The new 3rd Estonian SS Volunteer Brigade had by November 1943, 5,099 men and was ready for active service.

In October the brigade was first allocated anti-partisan duties in northern Belarus. At the end of October, the Red Army broke through the German lines after intense fighting in the nearby Nevel section of the front. Since the German command had no reserves in the area, the Estonian Brigade was transferred to the front line where it pushed the Soviet forces back 5-15 kilometers by 13 November.

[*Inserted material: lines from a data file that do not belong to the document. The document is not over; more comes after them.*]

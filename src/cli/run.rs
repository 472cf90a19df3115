//! `iou run`: drive one wizard session from the command line
//!
//! The session mounts the wizard against a [`LocalBackend`], fills in each
//! step from the arguments, dispatches, then settles the action and lets the
//! wizard react to the outcome.

use clap::Args;

use crate::backend::{ActionJournal, ActionRecord, ActionStatus, LocalBackend};
use crate::config::{Settings, WizardPaths};
use crate::error::{WizardError, WizardResult};
use crate::i18n::Catalog;
use crate::models::{
    is_valid_amount_draft, participants_for_logins, IouType, Report, RouteParams,
};
use crate::ports::WizardSource;
use crate::wizard::{effective_currency, Dispatch, RequestWizard, Step, WizardProps};

/// Arguments for a scripted wizard session
#[derive(Args, Debug, Clone, Default)]
pub struct RunArgs {
    /// Flow to open: request, send or split
    #[arg(short = 't', long = "type", default_value = "request")]
    pub iou_type: String,

    /// Amount as typed, e.g. "12.34"
    #[arg(short, long)]
    pub amount: String,

    /// Participant picked on the participants step (repeatable)
    #[arg(short, long = "participant")]
    pub participants: Vec<String>,

    /// Participant already on the report; skips the participants step (repeatable)
    #[arg(long = "report-participant")]
    pub report_participants: Vec<String>,

    /// What the money is for
    #[arg(short, long)]
    pub comment: Option<String>,

    /// Currency picked on the amount step
    #[arg(long)]
    pub currency: Option<String>,

    /// Report id from the route
    #[arg(long)]
    pub report_id: Option<String>,

    /// Payment rail for send flows (Elsewhere, PayPal.me, Expensify)
    #[arg(short = 'm', long, default_value = "Elsewhere")]
    pub payment_method: String,

    /// Make the backend fail the dispatched action
    #[arg(long)]
    pub fail: bool,

    /// Start offline and reconnect before the confirmation step
    #[arg(long)]
    pub offline: bool,
}

/// What happened during a session
#[derive(Debug, Clone)]
pub struct SessionOutcome {
    /// Titles in the order the steps were shown
    pub titles: Vec<String>,
    pub dispatch: Dispatch,
    pub status: Option<ActionStatus>,
    pub final_step: Step,
    pub modal_open: bool,
    pub records: Vec<ActionRecord>,

    /// Times the currency defaults were refreshed, including the mount
    pub defaults_refreshes: usize,
}

/// Run a session without touching the filesystem
pub fn run_session(settings: &Settings, args: &RunArgs) -> WizardResult<SessionOutcome> {
    let iou_type: IouType = args.iou_type.parse()?;
    if !is_valid_amount_draft(&args.amount) {
        return Err(WizardError::Validation(format!(
            "Invalid amount: '{}'. Use a number like '12.34'",
            args.amount
        )));
    }

    let translator = Catalog::for_locale(&settings.preferred_locale);
    let mut backend = LocalBackend::from_settings(settings);

    let route = args
        .report_id
        .as_deref()
        .map(RouteParams::with_report_id)
        .unwrap_or_default();
    let report = Report::new(route.valid_report_id(), args.report_participants.clone());
    let props = WizardProps {
        report,
        route,
        has_multiple_participants: iou_type == IouType::Split,
        iou_type,
    };

    backend.set_offline(args.offline);
    let mut wizard = RequestWizard::mount(props, &mut backend);
    let mut titles = Vec::new();
    let title = |wizard: &RequestWizard, backend: &LocalBackend| {
        wizard.title(&translator, &effective_currency(backend))
    };

    titles.push(title(&wizard, &backend));
    if let Some(code) = &args.currency {
        backend.pick_currency(code.to_uppercase());
    }
    wizard.complete_amount_step(args.amount.clone());

    if wizard.current_step() == Step::Participants {
        titles.push(title(&wizard, &backend));
        if args.participants.is_empty() {
            return Err(WizardError::Validation(
                "At least one --participant is required when the report has none".into(),
            ));
        }
        let picked = participants_for_logins(&args.participants, backend.personal_details());
        wizard.complete_participants_step(picked);
    } else if !args.participants.is_empty() {
        tracing::warn!("report already has participants; ignoring --participant");
    }

    if args.offline {
        backend.set_offline(false);
        wizard.observe(&mut backend);
    }

    titles.push(title(&wizard, &backend));
    if let Some(comment) = &args.comment {
        backend.edit_comment(comment.clone());
    }

    let dispatch = if iou_type == IouType::Send {
        wizard.send_money_by_type(&args.payment_method, &mut backend)
    } else {
        let selected = wizard.participants().to_vec();
        wizard.create_transaction(&selected, &mut backend)
    };
    wizard.observe(&mut backend);

    backend.fail_next(args.fail);
    let status = backend.settle();
    wizard.observe(&mut backend);

    Ok(SessionOutcome {
        titles,
        dispatch,
        status,
        final_step: wizard.current_step(),
        modal_open: backend.is_modal_open(),
        records: backend.take_records(),
        defaults_refreshes: backend.defaults_refreshes(),
    })
}

/// Handle `iou run`
pub fn handle_run_command(
    paths: &WizardPaths,
    settings: &Settings,
    args: RunArgs,
) -> WizardResult<()> {
    let outcome = run_session(settings, &args)?;

    for (i, title) in outcome.titles.iter().enumerate() {
        println!("[{}/{}] {}", i + 1, outcome.titles.len(), title);
    }
    if args.offline {
        println!(
            "Reconnected. Currency defaults refreshed: {}",
            outcome.defaults_refreshes
        );
    }

    match &outcome.dispatch {
        Dispatch::Sent(kind) => println!("Dispatched: {}", kind),
        Dispatch::Ignored(reason) => println!("Nothing dispatched: {:?}", reason),
    }

    match outcome.status {
        Some(ActionStatus::Failed) => {
            println!("Action failed. Back on step: {}", outcome.final_step);
        }
        Some(status) => println!("Action {}. Modal closed: {}", status, !outcome.modal_open),
        None => {}
    }

    if settings.journal_enabled && !outcome.records.is_empty() {
        let journal = ActionJournal::new(paths.journal_file());
        journal.append_batch(&outcome.records)?;
        for record in &outcome.records {
            println!("Recorded {} ({})", record.short_id(), record.amount);
        }
    }

    Ok(())
}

The Brigade was put under command of the VIII Corps of Army Group North. The brigade suffered severe losses fighting against numerous Red Army assaults and was eventually forced back to Opochka and transferred to the I Army Corps. It was then decided to create an Estonian Division and use the Brigade to form the cadre of the 20th Waffen Grenadier Division der SS (Estonian Number 1).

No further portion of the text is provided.